→ **What is being asked**
Word for word, set down every line of the entries below from the line with "filename crates/meshgate-forwarder/src/config.rs" to the line with "the OS and by", including both, and no other line.

→ **Data**

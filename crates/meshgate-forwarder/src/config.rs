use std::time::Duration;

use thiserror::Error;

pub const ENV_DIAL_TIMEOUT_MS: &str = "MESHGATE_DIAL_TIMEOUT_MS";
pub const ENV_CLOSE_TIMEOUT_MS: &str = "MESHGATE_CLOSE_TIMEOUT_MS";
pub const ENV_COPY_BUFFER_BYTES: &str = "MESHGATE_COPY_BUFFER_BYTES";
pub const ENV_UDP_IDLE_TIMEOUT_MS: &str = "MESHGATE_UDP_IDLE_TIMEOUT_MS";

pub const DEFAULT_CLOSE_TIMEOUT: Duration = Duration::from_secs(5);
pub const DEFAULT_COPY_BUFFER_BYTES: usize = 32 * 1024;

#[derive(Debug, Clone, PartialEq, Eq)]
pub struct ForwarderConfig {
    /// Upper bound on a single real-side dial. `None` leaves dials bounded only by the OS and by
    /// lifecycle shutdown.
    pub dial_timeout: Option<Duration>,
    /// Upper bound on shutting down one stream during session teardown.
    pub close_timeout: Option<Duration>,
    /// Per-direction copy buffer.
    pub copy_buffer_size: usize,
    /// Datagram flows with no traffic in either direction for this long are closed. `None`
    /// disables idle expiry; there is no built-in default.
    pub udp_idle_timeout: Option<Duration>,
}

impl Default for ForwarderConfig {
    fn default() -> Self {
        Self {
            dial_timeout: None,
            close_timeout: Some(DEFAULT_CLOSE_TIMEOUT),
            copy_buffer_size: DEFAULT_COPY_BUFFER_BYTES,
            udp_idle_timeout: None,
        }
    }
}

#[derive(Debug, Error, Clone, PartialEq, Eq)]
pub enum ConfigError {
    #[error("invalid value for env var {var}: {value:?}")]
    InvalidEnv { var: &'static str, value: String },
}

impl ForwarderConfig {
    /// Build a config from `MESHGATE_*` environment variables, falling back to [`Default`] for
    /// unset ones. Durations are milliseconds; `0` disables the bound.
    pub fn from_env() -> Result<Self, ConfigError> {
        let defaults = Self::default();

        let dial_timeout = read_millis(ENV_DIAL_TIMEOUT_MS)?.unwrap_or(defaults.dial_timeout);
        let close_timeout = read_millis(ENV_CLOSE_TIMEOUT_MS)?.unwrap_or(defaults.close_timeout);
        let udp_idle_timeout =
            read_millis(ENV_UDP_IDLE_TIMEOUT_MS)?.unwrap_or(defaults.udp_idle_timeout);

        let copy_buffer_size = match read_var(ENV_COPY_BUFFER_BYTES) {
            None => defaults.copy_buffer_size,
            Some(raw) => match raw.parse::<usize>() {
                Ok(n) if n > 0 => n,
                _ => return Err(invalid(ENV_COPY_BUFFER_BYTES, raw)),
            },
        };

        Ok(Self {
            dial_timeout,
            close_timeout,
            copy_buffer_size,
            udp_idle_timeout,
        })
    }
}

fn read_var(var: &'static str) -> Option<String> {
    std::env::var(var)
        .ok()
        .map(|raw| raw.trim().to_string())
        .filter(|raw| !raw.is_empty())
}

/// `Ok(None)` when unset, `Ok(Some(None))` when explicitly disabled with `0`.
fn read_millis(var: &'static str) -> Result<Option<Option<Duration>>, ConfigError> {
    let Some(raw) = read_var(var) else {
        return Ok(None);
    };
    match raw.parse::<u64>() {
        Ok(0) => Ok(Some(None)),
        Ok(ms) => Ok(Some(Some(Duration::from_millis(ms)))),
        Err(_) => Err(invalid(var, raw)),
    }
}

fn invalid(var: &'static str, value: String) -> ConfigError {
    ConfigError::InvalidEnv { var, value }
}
---
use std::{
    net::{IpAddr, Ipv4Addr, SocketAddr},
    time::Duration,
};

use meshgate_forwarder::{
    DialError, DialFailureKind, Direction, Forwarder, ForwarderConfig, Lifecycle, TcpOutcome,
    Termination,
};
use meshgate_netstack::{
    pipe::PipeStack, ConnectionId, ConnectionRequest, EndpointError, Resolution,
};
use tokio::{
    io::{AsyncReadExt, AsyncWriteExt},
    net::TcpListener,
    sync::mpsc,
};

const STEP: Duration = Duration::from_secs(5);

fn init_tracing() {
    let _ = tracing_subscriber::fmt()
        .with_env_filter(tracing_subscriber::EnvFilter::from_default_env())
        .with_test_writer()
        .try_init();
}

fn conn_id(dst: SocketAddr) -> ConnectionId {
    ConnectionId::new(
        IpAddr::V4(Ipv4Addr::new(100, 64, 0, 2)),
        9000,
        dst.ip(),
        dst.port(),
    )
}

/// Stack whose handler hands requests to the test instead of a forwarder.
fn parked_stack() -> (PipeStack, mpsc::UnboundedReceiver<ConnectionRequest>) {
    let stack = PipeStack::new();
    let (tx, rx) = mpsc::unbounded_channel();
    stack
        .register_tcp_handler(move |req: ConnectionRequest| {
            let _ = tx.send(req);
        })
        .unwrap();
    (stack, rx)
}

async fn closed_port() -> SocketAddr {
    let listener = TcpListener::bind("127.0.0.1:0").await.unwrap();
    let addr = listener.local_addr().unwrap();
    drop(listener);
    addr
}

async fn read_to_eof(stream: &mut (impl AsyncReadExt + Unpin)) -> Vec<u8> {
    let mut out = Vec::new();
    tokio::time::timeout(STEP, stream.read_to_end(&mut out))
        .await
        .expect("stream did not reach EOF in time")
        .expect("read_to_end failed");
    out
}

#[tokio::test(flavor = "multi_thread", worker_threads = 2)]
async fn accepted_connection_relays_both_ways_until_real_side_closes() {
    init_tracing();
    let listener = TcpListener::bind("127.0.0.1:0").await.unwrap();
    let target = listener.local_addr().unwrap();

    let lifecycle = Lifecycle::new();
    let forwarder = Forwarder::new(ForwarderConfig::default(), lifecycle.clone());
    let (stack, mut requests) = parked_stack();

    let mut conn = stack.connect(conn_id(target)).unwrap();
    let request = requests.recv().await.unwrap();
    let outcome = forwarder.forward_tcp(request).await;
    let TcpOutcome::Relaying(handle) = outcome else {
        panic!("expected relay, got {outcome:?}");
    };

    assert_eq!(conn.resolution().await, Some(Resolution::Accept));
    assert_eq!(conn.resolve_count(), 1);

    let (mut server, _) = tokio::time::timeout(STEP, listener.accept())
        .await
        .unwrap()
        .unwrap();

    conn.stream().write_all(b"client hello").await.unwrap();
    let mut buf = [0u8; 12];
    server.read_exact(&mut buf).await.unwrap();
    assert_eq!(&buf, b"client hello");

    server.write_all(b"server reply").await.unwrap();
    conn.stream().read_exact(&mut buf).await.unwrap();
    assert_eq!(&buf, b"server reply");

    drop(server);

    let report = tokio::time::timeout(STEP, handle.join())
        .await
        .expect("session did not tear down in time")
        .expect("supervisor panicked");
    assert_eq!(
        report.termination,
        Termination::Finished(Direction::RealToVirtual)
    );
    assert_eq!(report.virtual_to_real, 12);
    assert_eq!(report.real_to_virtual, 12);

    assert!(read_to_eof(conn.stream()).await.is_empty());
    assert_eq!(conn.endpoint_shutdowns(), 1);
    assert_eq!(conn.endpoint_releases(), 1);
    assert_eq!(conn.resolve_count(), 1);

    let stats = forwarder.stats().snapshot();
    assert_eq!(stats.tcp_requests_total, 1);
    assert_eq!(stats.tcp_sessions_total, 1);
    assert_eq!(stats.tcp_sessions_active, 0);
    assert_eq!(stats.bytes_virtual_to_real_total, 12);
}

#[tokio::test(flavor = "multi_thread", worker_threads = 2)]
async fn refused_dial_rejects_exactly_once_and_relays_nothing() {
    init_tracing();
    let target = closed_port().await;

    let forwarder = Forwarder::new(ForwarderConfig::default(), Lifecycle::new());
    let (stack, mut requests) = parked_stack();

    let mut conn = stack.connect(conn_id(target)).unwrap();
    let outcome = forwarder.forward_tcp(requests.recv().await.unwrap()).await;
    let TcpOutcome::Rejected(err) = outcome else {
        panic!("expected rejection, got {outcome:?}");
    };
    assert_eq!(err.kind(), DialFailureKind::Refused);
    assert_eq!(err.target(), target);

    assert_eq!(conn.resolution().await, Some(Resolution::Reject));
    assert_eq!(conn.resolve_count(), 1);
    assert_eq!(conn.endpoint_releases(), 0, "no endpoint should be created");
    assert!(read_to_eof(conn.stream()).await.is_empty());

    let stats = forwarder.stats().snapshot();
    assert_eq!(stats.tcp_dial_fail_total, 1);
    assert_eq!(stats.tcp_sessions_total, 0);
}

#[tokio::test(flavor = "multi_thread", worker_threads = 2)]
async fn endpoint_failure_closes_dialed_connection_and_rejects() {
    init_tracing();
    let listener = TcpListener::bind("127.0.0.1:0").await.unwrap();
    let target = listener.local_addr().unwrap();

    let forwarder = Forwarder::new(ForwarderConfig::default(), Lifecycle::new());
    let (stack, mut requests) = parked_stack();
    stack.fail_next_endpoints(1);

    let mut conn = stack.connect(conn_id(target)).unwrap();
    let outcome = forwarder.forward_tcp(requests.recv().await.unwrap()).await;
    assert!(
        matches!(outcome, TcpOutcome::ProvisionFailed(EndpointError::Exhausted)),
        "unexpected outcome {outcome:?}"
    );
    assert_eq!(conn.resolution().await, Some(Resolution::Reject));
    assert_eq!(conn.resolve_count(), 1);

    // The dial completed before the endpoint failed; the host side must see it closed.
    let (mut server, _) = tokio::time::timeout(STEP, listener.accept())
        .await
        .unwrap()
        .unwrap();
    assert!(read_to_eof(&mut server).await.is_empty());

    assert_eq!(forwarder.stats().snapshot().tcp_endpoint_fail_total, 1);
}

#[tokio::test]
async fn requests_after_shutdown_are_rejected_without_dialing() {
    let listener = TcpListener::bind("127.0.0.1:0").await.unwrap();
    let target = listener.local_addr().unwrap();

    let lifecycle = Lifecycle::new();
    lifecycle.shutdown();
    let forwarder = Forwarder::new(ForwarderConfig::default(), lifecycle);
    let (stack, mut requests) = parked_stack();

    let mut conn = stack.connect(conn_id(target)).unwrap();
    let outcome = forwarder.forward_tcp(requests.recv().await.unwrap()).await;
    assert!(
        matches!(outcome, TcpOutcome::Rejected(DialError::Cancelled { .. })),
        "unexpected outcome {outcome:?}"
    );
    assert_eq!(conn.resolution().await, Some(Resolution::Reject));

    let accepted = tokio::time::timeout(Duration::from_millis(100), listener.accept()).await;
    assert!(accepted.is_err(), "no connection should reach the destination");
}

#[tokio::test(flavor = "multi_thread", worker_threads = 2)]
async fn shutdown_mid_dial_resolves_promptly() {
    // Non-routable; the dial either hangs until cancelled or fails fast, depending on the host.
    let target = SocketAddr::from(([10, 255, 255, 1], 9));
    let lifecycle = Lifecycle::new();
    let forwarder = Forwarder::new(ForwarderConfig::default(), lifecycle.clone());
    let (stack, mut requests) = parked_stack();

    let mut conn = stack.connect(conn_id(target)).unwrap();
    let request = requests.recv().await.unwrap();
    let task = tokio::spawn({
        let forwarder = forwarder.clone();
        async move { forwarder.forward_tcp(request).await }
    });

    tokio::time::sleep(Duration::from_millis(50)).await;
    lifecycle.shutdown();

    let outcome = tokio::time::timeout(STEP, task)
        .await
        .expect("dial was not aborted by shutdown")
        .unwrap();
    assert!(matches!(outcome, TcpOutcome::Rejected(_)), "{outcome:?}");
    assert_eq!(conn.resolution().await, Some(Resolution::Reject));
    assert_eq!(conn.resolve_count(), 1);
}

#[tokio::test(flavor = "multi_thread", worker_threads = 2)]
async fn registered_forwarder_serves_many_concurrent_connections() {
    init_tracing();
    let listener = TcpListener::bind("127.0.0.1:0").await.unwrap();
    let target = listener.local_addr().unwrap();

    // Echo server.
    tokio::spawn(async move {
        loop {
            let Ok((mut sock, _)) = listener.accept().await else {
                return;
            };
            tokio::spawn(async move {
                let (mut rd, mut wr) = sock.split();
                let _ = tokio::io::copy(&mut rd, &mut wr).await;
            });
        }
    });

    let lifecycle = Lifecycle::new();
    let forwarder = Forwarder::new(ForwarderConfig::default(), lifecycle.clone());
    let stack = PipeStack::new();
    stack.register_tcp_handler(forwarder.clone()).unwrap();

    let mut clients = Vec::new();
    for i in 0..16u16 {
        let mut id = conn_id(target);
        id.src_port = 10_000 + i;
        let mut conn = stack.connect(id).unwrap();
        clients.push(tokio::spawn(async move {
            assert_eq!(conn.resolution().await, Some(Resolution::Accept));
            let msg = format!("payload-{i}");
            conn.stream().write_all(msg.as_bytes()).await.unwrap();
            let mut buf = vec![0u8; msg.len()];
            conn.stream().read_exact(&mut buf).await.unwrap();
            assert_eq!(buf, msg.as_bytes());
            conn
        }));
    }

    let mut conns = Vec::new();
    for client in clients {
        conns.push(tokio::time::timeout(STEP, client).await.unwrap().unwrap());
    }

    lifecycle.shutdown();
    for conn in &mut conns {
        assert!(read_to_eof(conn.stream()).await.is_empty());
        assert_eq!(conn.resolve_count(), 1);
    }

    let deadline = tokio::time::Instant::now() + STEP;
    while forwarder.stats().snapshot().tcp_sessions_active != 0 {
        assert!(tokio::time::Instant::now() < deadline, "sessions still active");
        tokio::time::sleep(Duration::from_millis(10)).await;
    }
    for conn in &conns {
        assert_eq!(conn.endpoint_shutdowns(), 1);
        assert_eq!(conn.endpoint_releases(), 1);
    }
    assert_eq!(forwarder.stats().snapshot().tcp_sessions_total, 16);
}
...
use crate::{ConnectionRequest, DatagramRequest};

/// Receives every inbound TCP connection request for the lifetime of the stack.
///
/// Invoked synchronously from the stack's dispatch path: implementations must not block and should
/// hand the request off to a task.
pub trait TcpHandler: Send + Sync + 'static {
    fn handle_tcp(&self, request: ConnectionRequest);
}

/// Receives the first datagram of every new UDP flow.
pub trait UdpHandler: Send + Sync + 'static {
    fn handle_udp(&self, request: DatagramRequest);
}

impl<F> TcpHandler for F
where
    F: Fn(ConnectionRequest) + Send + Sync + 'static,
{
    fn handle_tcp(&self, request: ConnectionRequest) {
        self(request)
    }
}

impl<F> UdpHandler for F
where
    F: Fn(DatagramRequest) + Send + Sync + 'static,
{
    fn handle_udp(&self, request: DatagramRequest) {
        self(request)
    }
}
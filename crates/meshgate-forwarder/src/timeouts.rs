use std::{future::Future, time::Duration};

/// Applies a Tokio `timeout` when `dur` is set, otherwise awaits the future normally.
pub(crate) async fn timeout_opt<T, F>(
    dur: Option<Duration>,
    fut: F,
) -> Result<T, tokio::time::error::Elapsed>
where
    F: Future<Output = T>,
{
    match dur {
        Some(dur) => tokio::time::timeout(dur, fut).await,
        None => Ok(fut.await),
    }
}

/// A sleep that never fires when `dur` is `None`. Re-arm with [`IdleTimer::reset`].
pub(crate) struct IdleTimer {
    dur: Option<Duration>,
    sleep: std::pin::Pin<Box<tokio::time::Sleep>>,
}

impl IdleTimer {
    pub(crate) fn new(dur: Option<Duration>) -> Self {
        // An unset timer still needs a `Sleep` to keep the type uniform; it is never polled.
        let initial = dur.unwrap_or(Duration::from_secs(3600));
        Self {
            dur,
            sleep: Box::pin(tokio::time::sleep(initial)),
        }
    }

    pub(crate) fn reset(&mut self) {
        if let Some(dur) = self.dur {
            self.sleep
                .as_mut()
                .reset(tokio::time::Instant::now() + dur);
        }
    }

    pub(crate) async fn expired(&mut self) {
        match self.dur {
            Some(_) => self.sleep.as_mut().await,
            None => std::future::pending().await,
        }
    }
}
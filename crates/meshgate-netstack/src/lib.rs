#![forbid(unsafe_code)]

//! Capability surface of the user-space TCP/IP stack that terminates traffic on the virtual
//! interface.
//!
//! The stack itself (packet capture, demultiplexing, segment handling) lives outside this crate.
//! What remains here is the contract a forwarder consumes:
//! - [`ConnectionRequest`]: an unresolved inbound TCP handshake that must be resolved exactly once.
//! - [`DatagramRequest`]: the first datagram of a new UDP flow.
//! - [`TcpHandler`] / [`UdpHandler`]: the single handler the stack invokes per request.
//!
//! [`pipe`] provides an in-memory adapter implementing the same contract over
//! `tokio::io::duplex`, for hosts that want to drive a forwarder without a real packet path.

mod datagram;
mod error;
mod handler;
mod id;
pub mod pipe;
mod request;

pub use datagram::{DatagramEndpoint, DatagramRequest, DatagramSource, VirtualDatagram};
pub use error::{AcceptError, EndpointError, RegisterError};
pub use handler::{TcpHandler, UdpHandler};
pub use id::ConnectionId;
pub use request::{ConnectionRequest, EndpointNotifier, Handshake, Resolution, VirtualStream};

→ **Reply**
filename crates/meshgate-forwarder/src/config.rs
use std::time::Duration;

use thiserror::Error;

pub const ENV_DIAL_TIMEOUT_MS: &str = "MESHGATE_DIAL_TIMEOUT_MS";
pub const ENV_CLOSE_TIMEOUT_MS: &str = "MESHGATE_CLOSE_TIMEOUT_MS";
pub const ENV_COPY_BUFFER_BYTES: &str = "MESHGATE_COPY_BUFFER_BYTES";
pub const ENV_UDP_IDLE_TIMEOUT_MS: &str = "MESHGATE_UDP_IDLE_TIMEOUT_MS";

pub const DEFAULT_CLOSE_TIMEOUT: Duration = Duration::from_secs(5);
pub const DEFAULT_COPY_BUFFER_BYTES: usize = 32 * 1024;

#[derive(Debug, Clone, PartialEq, Eq)]
pub struct ForwarderConfig {
    /// Upper bound on a single real-side dial. `None` leaves dials bounded only by the OS and by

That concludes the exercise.